Available data -
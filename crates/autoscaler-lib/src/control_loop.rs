//! The autoscaling control loop
//!
//! Two independently timed tasks share one [`ControlLoopState`]:
//! - the metrics task replaces the metrics snapshot every metrics period
//! - the evaluation task decides and executes scaling every evaluation period
//!
//! The metrics task never waits on the evaluation task. A scaling operation
//! in progress when shutdown arrives is allowed to finish, but no further
//! service is evaluated in that round.

use crate::executor::{ExecutionOutcome, ExecutorConfig, ScalingExecutor};
use crate::history::DEFAULT_HISTORY_CAPACITY;
use crate::metrics::MetricsClient;
use crate::models::{CollectionReport, ScalingDecision, ServiceConfig};
use crate::observability::{AutoscalerMetrics, StructuredLogger};
use crate::orchestrator::OrchestrationClient;
use crate::policy::decide;
use crate::state::ControlLoopState;
use anyhow::Result;
use chrono::Utc;
use std::cmp::Reverse;
use std::sync::Arc;
use std::time::Duration;
use tokio::sync::broadcast;
use tokio::sync::broadcast::error::TryRecvError;
use tokio::task::JoinHandle;
use tokio::time::{interval, interval_at, Instant, MissedTickBehavior};
use tracing::{debug, info, warn};

/// Configuration for the control loop timers
#[derive(Debug, Clone)]
pub struct ControlLoopConfig {
    /// Interval between metrics collections (default: 30 seconds)
    pub metrics_period: Duration,
    /// Interval between policy evaluations (default: 60 seconds)
    pub evaluation_period: Duration,
}

impl Default for ControlLoopConfig {
    fn default() -> Self {
        Self {
            metrics_period: Duration::from_secs(30),
            evaluation_period: Duration::from_secs(60),
        }
    }
}

/// Why a service was passed over this evaluation round
#[derive(Debug, Clone, Copy, PartialEq, Eq)]
pub enum SkipReason {
    /// The orchestrator could not report replicas
    ReplicaLookupFailed,
    /// No running replicas, so no baseline to scale from
    NoReplicas,
    /// Another scale execution holds the global guard
    GuardHeld,
}

/// Result of evaluating one service
#[derive(Debug, Clone, PartialEq)]
pub enum ServiceEvaluation {
    Skipped(SkipReason),
    /// The policy returned `none`
    Decided(ScalingDecision),
    Executed(ScalingDecision, ExecutionOutcome),
}

/// Periodic metrics collection and scaling evaluation
pub struct ControlLoop {
    services: Vec<ServiceConfig>,
    metrics_client: Arc<dyn MetricsClient>,
    orchestrator: Arc<dyn OrchestrationClient>,
    executor: ScalingExecutor,
    state: Arc<ControlLoopState>,
    config: ControlLoopConfig,
    metrics: AutoscalerMetrics,
}

impl ControlLoop {
    /// Create a control loop; services are evaluated highest priority first, then by name
    pub fn new(
        mut services: Vec<ServiceConfig>,
        metrics_client: Arc<dyn MetricsClient>,
        orchestrator: Arc<dyn OrchestrationClient>,
        state: Arc<ControlLoopState>,
        config: ControlLoopConfig,
        executor_config: ExecutorConfig,
        logger: StructuredLogger,
    ) -> Self {
        services.sort_by(|a, b| {
            Reverse(a.priority)
                .cmp(&Reverse(b.priority))
                .then_with(|| a.name.cmp(&b.name))
        });

        let executor =
            ScalingExecutor::new(orchestrator.clone(), state.clone(), executor_config, logger);

        Self {
            services,
            metrics_client,
            orchestrator,
            executor,
            state,
            config,
            metrics: AutoscalerMetrics::new(),
        }
    }

    pub fn state(&self) -> Arc<ControlLoopState> {
        self.state.clone()
    }

    /// Services in evaluation order
    pub fn services(&self) -> &[ServiceConfig] {
        &self.services
    }

    pub fn config(&self) -> &ControlLoopConfig {
        &self.config
    }

    /// Run one metrics collection and publish the new snapshot
    pub async fn collect_once(&self) -> CollectionReport {
        let snapshot = self.metrics_client.collect().await;
        let report = CollectionReport {
            collected_at: Utc::now(),
            metrics_collected: snapshot.len(),
            metrics_configured: self.metrics_client.metric_names().len(),
        };

        if !report.has_data() {
            warn!(
                configured = report.metrics_configured,
                "No metrics collected, services will not be scaled this cycle"
            );
        } else {
            debug!(
                collected = report.metrics_collected,
                configured = report.metrics_configured,
                "Metrics snapshot updated"
            );
        }

        self.state.replace_snapshot(snapshot, report).await;
        report
    }

    /// Evaluate every service once, in priority order
    pub async fn evaluate_once(&self) -> Vec<(String, ServiceEvaluation)> {
        self.evaluate_round(None).await.0
    }

    /// Evaluate services in priority order until `shutdown` fires.
    /// Returns the completed evaluations and whether the round was cut short.
    async fn evaluate_round(
        &self,
        mut shutdown: Option<&mut broadcast::Receiver<()>>,
    ) -> (Vec<(String, ServiceEvaluation)>, bool) {
        let mut results = Vec::with_capacity(self.services.len());
        for service in &self.services {
            if let Some(rx) = shutdown.as_mut() {
                if !matches!(rx.try_recv(), Err(TryRecvError::Empty)) {
                    info!(
                        service = %service.name,
                        evaluated = results.len(),
                        "Shutdown requested, ending evaluation round early"
                    );
                    return (results, true);
                }
            }
            let evaluation = self.evaluate_service(service).await;
            results.push((service.name.clone(), evaluation));
        }
        (results, false)
    }

    /// Evaluate one service and execute the decision if it calls for scaling
    pub async fn evaluate_service(&self, service: &ServiceConfig) -> ServiceEvaluation {
        let name = service.name.as_str();

        let replicas = match self.orchestrator.healthy_replica_count(name).await {
            Ok(replicas) => replicas,
            Err(e) => {
                warn!(service = %name, error = %e, "Failed to read replica count, skipping");
                return ServiceEvaluation::Skipped(SkipReason::ReplicaLookupFailed);
            }
        };

        self.state.set_replicas(name, replicas);
        self.metrics.set_service_replicas(name, replicas);

        if replicas == 0 {
            warn!(service = %name, "Service has no running replicas, skipping");
            return ServiceEvaluation::Skipped(SkipReason::NoReplicas);
        }

        let snapshot = self.state.snapshot().await;
        let scaling_state = self.state.scaling_state(name);
        let decision = decide(service, &snapshot, &scaling_state, Utc::now());

        self.metrics
            .inc_decision(name, decision.action, decision.reason.as_str());
        debug!(
            service = %name,
            replicas = replicas,
            action = %decision.action,
            reason = %decision.reason,
            observed_value = ?decision.observed_value,
            "Scaling decision"
        );

        if !decision.is_actionable() {
            return ServiceEvaluation::Decided(decision);
        }

        if self.state.is_scaling() {
            info!(service = %name, "Scaling guard held, skipping service this round");
            return ServiceEvaluation::Skipped(SkipReason::GuardHeld);
        }

        let outcome = self.executor.try_execute(service, &decision, replicas).await;
        ServiceEvaluation::Executed(decision, outcome)
    }

    /// Spawn the metrics and evaluation tasks; both stop on `shutdown`
    pub fn spawn(self: &Arc<Self>, shutdown: &broadcast::Sender<()>) -> Vec<JoinHandle<()>> {
        vec![
            tokio::spawn(self.clone().run_metrics(shutdown.subscribe())),
            tokio::spawn(self.clone().run_evaluation(shutdown.subscribe())),
        ]
    }

    async fn run_metrics(self: Arc<Self>, mut shutdown: broadcast::Receiver<()>) {
        info!(
            interval_secs = self.config.metrics_period.as_secs(),
            "Starting metrics collection loop"
        );

        let mut ticker = interval(self.config.metrics_period);
        ticker.set_missed_tick_behavior(MissedTickBehavior::Skip);

        loop {
            tokio::select! {
                biased;
                _ = shutdown.recv() => {
                    info!("Shutting down metrics collection loop");
                    break;
                }
                _ = ticker.tick() => {
                    self.collect_once().await;
                }
            }
        }
    }

    async fn run_evaluation(self: Arc<Self>, mut shutdown: broadcast::Receiver<()>) {
        info!(
            interval_secs = self.config.evaluation_period.as_secs(),
            services = self.services.len(),
            "Starting scaling evaluation loop"
        );

        // First evaluation waits one period so it sees a collected snapshot
        let period = self.config.evaluation_period;
        let mut ticker = interval_at(Instant::now() + period, period);
        ticker.set_missed_tick_behavior(MissedTickBehavior::Skip);

        loop {
            tokio::select! {
                biased;
                _ = shutdown.recv() => {
                    info!("Shutting down scaling evaluation loop");
                    break;
                }
                _ = ticker.tick() => {
                    let (results, stopped) = self.evaluate_round(Some(&mut shutdown)).await;
                    let scaled = results
                        .iter()
                        .filter(|(_, r)| matches!(r, ServiceEvaluation::Executed(_, o) if o.is_scaled()))
                        .count();
                    debug!(services = results.len(), scaled = scaled, "Evaluation cycle complete");
                    if stopped {
                        info!("Shutting down scaling evaluation loop");
                        break;
                    }
                }
            }
        }
    }
}

/// Builder for creating the control loop
pub struct ControlLoopBuilder {
    services: Vec<ServiceConfig>,
    metrics_client: Option<Arc<dyn MetricsClient>>,
    orchestrator: Option<Arc<dyn OrchestrationClient>>,
    config: ControlLoopConfig,
    executor_config: ExecutorConfig,
    history_capacity: usize,
    logger: StructuredLogger,
}

impl ControlLoopBuilder {
    /// Create a new builder with default configuration
    pub fn new() -> Self {
        Self {
            services: Vec::new(),
            metrics_client: None,
            orchestrator: None,
            config: ControlLoopConfig::default(),
            executor_config: ExecutorConfig::default(),
            history_capacity: DEFAULT_HISTORY_CAPACITY,
            logger: StructuredLogger::new("autoscaler"),
        }
    }

    pub fn services(mut self, services: Vec<ServiceConfig>) -> Self {
        self.services = services;
        self
    }

    pub fn metrics_client(mut self, client: Arc<dyn MetricsClient>) -> Self {
        self.metrics_client = Some(client);
        self
    }

    pub fn orchestrator(mut self, orchestrator: Arc<dyn OrchestrationClient>) -> Self {
        self.orchestrator = Some(orchestrator);
        self
    }

    pub fn metrics_period(mut self, period: Duration) -> Self {
        self.config.metrics_period = period;
        self
    }

    pub fn evaluation_period(mut self, period: Duration) -> Self {
        self.config.evaluation_period = period;
        self
    }

    pub fn health_poll_interval(mut self, interval: Duration) -> Self {
        self.executor_config.health_poll_interval = interval;
        self
    }

    pub fn health_timeout(mut self, timeout: Duration) -> Self {
        self.executor_config.health_timeout = timeout;
        self
    }

    pub fn history_capacity(mut self, capacity: usize) -> Self {
        self.history_capacity = capacity;
        self
    }

    pub fn logger(mut self, logger: StructuredLogger) -> Self {
        self.logger = logger;
        self
    }

    /// Build the control loop and its shared state
    pub fn build(self) -> Result<ControlLoop> {
        let metrics_client = self
            .metrics_client
            .ok_or_else(|| anyhow::anyhow!("Metrics client is required"))?;
        let orchestrator = self
            .orchestrator
            .ok_or_else(|| anyhow::anyhow!("Orchestrator is required"))?;
        if self.services.is_empty() {
            anyhow::bail!("At least one service is required");
        }

        let state = Arc::new(ControlLoopState::new(
            self.services.iter().map(|s| s.name.clone()),
            self.history_capacity,
        ));

        Ok(ControlLoop::new(
            self.services,
            metrics_client,
            orchestrator,
            state,
            self.config,
            self.executor_config,
            self.logger,
        ))
    }
}

impl Default for ControlLoopBuilder {
    fn default() -> Self {
        Self::new()
    }
}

The problem - Search the records for lines holding the word "OrchestrationClient", then copy each line you find.

Reply -
use crate::orchestrator::OrchestrationClient;
    orchestrator: Arc<dyn OrchestrationClient>,
        orchestrator: Arc<dyn OrchestrationClient>,
    orchestrator: Option<Arc<dyn OrchestrationClient>>,
    pub fn orchestrator(mut self, orchestrator: Arc<dyn OrchestrationClient>) -> Self {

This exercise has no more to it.